In 2017-18 only 78.9% of A&E patients were seen within four hours.

===2018===
Eight year old Callum Cartlidge died after Worcestershire Royal Hospital failed to do a blood test and misdiagnosed his condition. The coroner described this as "a failure to provide basic medical care". If the illness had been identified the boy would have survived. The Carnall Farrar consultancy was engaged to review emergency care in the trust in January.

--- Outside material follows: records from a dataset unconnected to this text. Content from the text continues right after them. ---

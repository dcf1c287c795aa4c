use ulid::Ulid;

use crate::limits::*;
use crate::model::*;

use super::conflict::{check_no_slot_overlap, now_ms, validate_span};
use super::directory::ensure_owner_or_admin;
use super::{Engine, EngineError};

// ── Interval algebra ─────────────────────────────────────────────

/// Merge sorted overlapping/adjacent intervals into disjoint intervals.
pub fn merge_overlapping(sorted: &[Span]) -> Vec<Span> {
    let mut merged: Vec<Span> = Vec::new();
    for &span in sorted {
        match merged.last_mut() {
            Some(last) if span.start <= last.end => last.end = last.end.max(span.end),
            _ => merged.push(span),
        }
    }
    merged
}

/// `base` minus `to_remove`. Both sorted by start; `base` disjoint.
pub fn subtract_intervals(base: &[Span], to_remove: &[Span]) -> Vec<Span> {
    let mut result = Vec::new();
    let mut first = 0;

    for &b in base {
        let mut cursor = b.start;
        while first < to_remove.len() && to_remove[first].end <= cursor {
            first += 1;
        }
        for r in to_remove[first..].iter().take_while(|r| r.start < b.end) {
            if r.start > cursor {
                result.push(Span::new(cursor, r.start));
            }
            cursor = cursor.max(r.end);
        }
        if cursor < b.end {
            result.push(Span::new(cursor, b.end));
        }
    }

    result
}

/// Bookable time inside `query`: unbooked ledger windows, clamped and merged,
/// minus every booking that still holds the timeline.
pub fn open_windows(ss: &SpotState, query: &Span) -> Vec<Span> {
    let offered: Vec<Span> = ss
        .slots_overlapping(query)
        .filter(|s| !s.is_booked)
        .filter_map(|s| s.span.clamp_to(query))
        .collect();
    let offered = merge_overlapping(&offered);
    if offered.is_empty() {
        return offered;
    }

    let mut taken: Vec<Span> = ss
        .active_bookings_overlapping(query)
        .map(|b| b.span)
        .collect();
    taken.sort_by_key(|s| s.start);
    subtract_intervals(&offered, &merge_overlapping(&taken))
}

fn validate_query_window(start: Ms, end: Ms) -> Result<Span, EngineError> {
    let window = Span::try_new(start, end).ok_or(EngineError::Validation("end must be after start"))?;
    if window.duration_ms() > MAX_QUERY_WINDOW_MS {
        return Err(EngineError::LimitExceeded("query window too wide"));
    }
    Ok(window)
}

// ── Availability ledger ──────────────────────────────────────────

impl Engine {
    /// Declare an open window on a spot. Only unbooked windows bound new
    /// declarations.
    pub async fn declare_availability(
        &self,
        caller_id: Ulid,
        id: Ulid,
        spot_id: Ulid,
        start: Ms,
        end: Ms,
    ) -> Result<AvailabilitySlot, EngineError> {
        let caller = self.caller(&caller_id)?;
        let span = validate_span(start, end)?;
        if span.end <= now_ms() {
            return Err(EngineError::Validation("availability must end in the future"));
        }

        let shard = self.spot_shard(&spot_id)?;
        let mut guard = shard.write().await;
        ensure_owner_or_admin(&caller, &guard.spot)?;
        if guard.slots.len() >= MAX_SLOTS_PER_SPOT {
            return Err(EngineError::LimitExceeded("too many availability slots on spot"));
        }
        check_no_slot_overlap(&guard, &span, None)?;

        let slot = AvailabilitySlot { id, spot_id, span, is_booked: false };
        let event = Event::SlotDeclared { slot: slot.clone() };
        self.persist_new(&mut guard, id, &event).await?;
        tracing::debug!("slot {id} declared on {spot_id}: [{}, {})", span.start, span.end);
        Ok(slot)
    }

    /// A spot's slots ordered by start, optionally limited to those
    /// intersecting `[start, end)`.
    pub async fn query_availability(
        &self,
        spot_id: Ulid,
        start: Option<Ms>,
        end: Option<Ms>,
    ) -> Result<Vec<AvailabilitySlot>, EngineError> {
        if let (Some(s), Some(e)) = (start, end) {
            validate_query_window(s, e)?;
        }
        let shard = self.spot_shard(&spot_id)?;
        let guard = shard.read().await;
        Ok(guard
            .slots
            .iter()
            .filter(|s| start.is_none_or(|t| s.span.end > t))
            .filter(|s| end.is_none_or(|t| s.span.start < t))
            .cloned()
            .collect())
    }

    /// Ledger update. A booked window's bounds are fixed, and a window cannot
    /// be handed back while a live booking sits on it.
    pub async fn update_availability(
        &self,
        caller_id: Ulid,
        id: Ulid,
        update: SlotUpdate,
    ) -> Result<AvailabilitySlot, EngineError> {
        let caller = self.caller(&caller_id)?;
        if update == SlotUpdate::default() {
            return Err(EngineError::Validation("no changes given"));
        }
        let mut guard = self.resolve_entity_write(&id).await?;
        ensure_owner_or_admin(&caller, &guard.spot)?;
        let current = guard.slot(id).cloned().ok_or(EngineError::NotFound(id))?;

        let span = validate_span(
            update.start.unwrap_or(current.span.start),
            update.end.unwrap_or(current.span.end),
        )?;
        let is_booked = update.is_booked.unwrap_or(current.is_booked);
        let bounds_changed = span != current.span;

        if bounds_changed && current.is_booked {
            return Err(EngineError::InvalidState("booked slot bounds are fixed"));
        }
        if bounds_changed && span.end <= now_ms() {
            return Err(EngineError::Validation("availability must end in the future"));
        }
        if current.is_booked
            && !is_booked
            && let Some(live) = guard.active_bookings_overlapping(&span).next()
        {
            return Err(EngineError::Conflict(live.id));
        }
        if !is_booked && (bounds_changed || current.is_booked) {
            check_no_slot_overlap(&guard, &span, Some(id))?;
        }

        let spot_id = guard.id();
        let event = Event::SlotChanged { id, spot_id, span, is_booked };
        self.persist_and_apply(&mut guard, &event).await?;
        Ok(AvailabilitySlot { id, spot_id, span, is_booked })
    }

    pub async fn remove_availability(&self, caller_id: Ulid, id: Ulid) -> Result<(), EngineError> {
        let caller = self.caller(&caller_id)?;
        let mut guard = self.resolve_entity_write(&id).await?;
        ensure_owner_or_admin(&caller, &guard.spot)?;
        let slot = guard.slot(id).ok_or(EngineError::NotFound(id))?;
        if slot.is_booked {
            return Err(EngineError::InvalidState("slot is booked"));
        }
        let spot_id = guard.id();
        self.persist_and_apply(&mut guard, &Event::SlotRemoved { id, spot_id })
            .await
    }

    /// True iff an unbooked window fully contains `[start, end)`.
    pub async fn covers_booking(&self, spot_id: Ulid, start: Ms, end: Ms) -> Result<bool, EngineError> {
        let span = validate_span(start, end)?;
        let shard = self.spot_shard(&spot_id)?;
        let guard = shard.read().await;
        Ok(guard.covering_slot(&span).is_some())
    }

    pub async fn open_windows(&self, spot_id: Ulid, start: Ms, end: Ms) -> Result<Vec<Span>, EngineError> {
        let window = validate_query_window(start, end)?;
        let shard = self.spot_shard(&spot_id)?;
        let guard = shard.read().await;
        Ok(open_windows(&guard, &window))
    }
}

They found that 700 patients a month were waiting more than 12 hours in the emergency department before being admitted or discharged, far more than the trust had reported. Waiting in corridors had "largely been normalised and accepted as standard practice” and ambulance handover delays were worsening. In September the trust announced that it needed 208 extra beds, increasing its current bed base by nearly a third, to reach a relatively safe occupancy level of 91%.

==Finance==
The trust performs about 95,000 planned and emergency operations each year, with 140,000 A&E attendances and about 500,000 outpatient appointments.
In September 2015 it predicted a deficit of £58 million against turnover of £364 million. It had been given a temporary working capital facility of £19m. The 30-year private finance initiative scheme at the Worcestershire Royal Hospital which runs until 2032 costs the trust about £13.6m a year. In February 2016 it was expecting a deficit of £65 million for the year 2015/6.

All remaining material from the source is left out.